USDC CA 95-1018 Introduction

THOMAS, et al v. CLINTON, et al

USDC CA 95-1018

Docket Sheet


The latest round in the age old struggle between "security" and "truth" is being played out in Peace (Lafayette) Park. The National Park Service identifies the Park as the "symbol of openness in governent and our free and democratic nation."

Of course, those who live by the sword are continually preoccupied with the fear that they will die by the sword, thus, in the wake of the Federal Building bombing in Oklahoma, the fear driven closure of Pennsylvania Avenue in front of the White House many not seem entirely paranoid.
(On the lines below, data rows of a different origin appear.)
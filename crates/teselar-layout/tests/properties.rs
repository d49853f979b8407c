//! Property tests for the hierarchy builder and squarified layout.

use proptest::prelude::*;
use teselar_layout::{Hierarchy, RawNode, TreemapLayout};

fn leaf_node(value: u32) -> RawNode {
    RawNode {
        name: String::new(),
        category: Some(format!("cat{}", value % 7)),
        value: Some(f64::from(value)),
        children: Vec::new(),
    }
}

/// Random tree: leaves carry bounded positive values, internal nodes fan
/// out up to four children, nesting up to three levels. Names are assigned
/// afterwards so sibling names never collide and dotted ids stay unique.
fn raw_tree() -> impl Strategy<Value = RawNode> {
    let leaf = (1u32..=1_000u32).prop_map(leaf_node);
    leaf.prop_recursive(3, 24, 4, |inner| {
        prop::collection::vec(inner, 1..4).prop_map(|children| RawNode {
            name: String::new(),
            category: None,
            value: None,
            children,
        })
    })
    .prop_map(|mut root| {
        let mut counter = 0;
        assign_names(&mut root, &mut counter);
        root
    })
}

fn assign_names(node: &mut RawNode, counter: &mut u32) {
    *counter += 1;
    node.name = format!("n{counter}");
    for child in &mut node.children {
        assign_names(child, counter);
    }
}

proptest! {
    #[test]
    fn leaf_areas_conserve_canvas_area(raw in raw_tree()) {
        let mut hierarchy = Hierarchy::build(&raw).unwrap();
        TreemapLayout::new(950.0, 550.0, 0.0).compute(&mut hierarchy);

        let root_aggregate = hierarchy.node(hierarchy.root()).aggregate;
        prop_assume!(root_aggregate > 0.0);

        let total: f64 = hierarchy
            .leaves()
            .iter()
            .map(|&id| f64::from(hierarchy.node(id).bounds.unwrap().area()))
            .sum();
        // Bounds are stored as f32, so tolerance scales with leaf count.
        prop_assert!(
            (total - 950.0 * 550.0).abs() < 10.0,
            "leaf areas {} should tile the canvas", total
        );
    }

    #[test]
    fn each_leaf_area_matches_its_share(raw in raw_tree()) {
        let mut hierarchy = Hierarchy::build(&raw).unwrap();
        TreemapLayout::new(950.0, 550.0, 0.0).compute(&mut hierarchy);

        let root_aggregate = hierarchy.node(hierarchy.root()).aggregate;
        prop_assume!(root_aggregate > 0.0);

        for &leaf in &hierarchy.leaves() {
            let node = hierarchy.node(leaf);
            let expected = 950.0 * 550.0 * (node.aggregate / root_aggregate);
            let actual = f64::from(node.bounds.unwrap().area());
            prop_assert!(
                (actual - expected).abs() < 1.0,
                "leaf {} area {} vs expected {}", node.id, actual, expected
            );
        }
    }

    #[test]
    fn leaves_never_overlap(raw in raw_tree()) {
        let mut hierarchy = Hierarchy::build(&raw).unwrap();
        TreemapLayout::new(950.0, 550.0, 1.0).compute(&mut hierarchy);

        let bounds: Vec<_> = hierarchy
            .leaves()
            .iter()
            .map(|&id| hierarchy.node(id).bounds.unwrap())
            .collect();
        for i in 0..bounds.len() {
            for j in (i + 1)..bounds.len() {
                if let Some(overlap) = bounds[i].intersection(&bounds[j]) {
                    // f32 storage of the f64 layout may brush edges;
                    // genuine overlap has meaningful area.
                    prop_assert!(
                        overlap.area() < 1e-2,
                        "leaves {} and {} overlap by {}", i, j, overlap.area()
                    );
                }
            }
        }
    }

    #[test]
    fn layout_is_deterministic(raw in raw_tree()) {
        let layout = TreemapLayout::default();

        let mut first = Hierarchy::build(&raw).unwrap();
        layout.compute(&mut first);
        let mut second = Hierarchy::build(&raw).unwrap();
        layout.compute(&mut second);

        for (&l, &r) in first.leaves().iter().zip(second.leaves().iter()) {
            prop_assert_eq!(first.node(l).bounds, second.node(r).bounds);
        }
    }

    #[test]
    fn dotted_ids_round_trip(raw in raw_tree()) {
        let hierarchy = Hierarchy::build(&raw).unwrap();
        for &leaf in &hierarchy.leaves() {
            prop_assert_eq!(&hierarchy.path_id(leaf), &hierarchy.node(leaf).id);
        }
    }
}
In addition to closing the street in front of the White House, the Secret Service has also placed barricades around the perimeter of the entire Park. It is sad to think that this valorous country would actually be so frightened by a bombing in Oklahoma that it would timidly destroy its own symbol of freedom and democracy. But there are other possibilities.

Is the government worthy of such implicit trust that the Reichstag fire should be forgotten? Hitler was elected Chancellor of germany in 1932. In February, 1933 the Reichstag Building, seat of the German government, was gutted by a mysterious. Today it is widely believed that the Nazis started the fire, but Gobbels, Hitler's master of propaganda, fanned public fears by spreading the story that the Communists had set the blaze. Terrorist hysteria primed the public to accept the National Security Act. The National Security Act legitimized all excesses and abuses perpetrated by the Nazi government, and, years later at the war crimes tribunals in Nuremberg, allowed accused war criminals to argue that they had committed no crimes, but were only enforcing the law of their country.

Obviously, even if the Communists were responsible for torching the Reichstag, the National Security Act still would not have justified the excesses of the Nazi government.

In this case we test the theory that the judicial system can, or is willing to, act as a check on the rationality of administrative "security concerns" and a balance against the capricious suppression of public expression and assembly, as epitomized by the Park.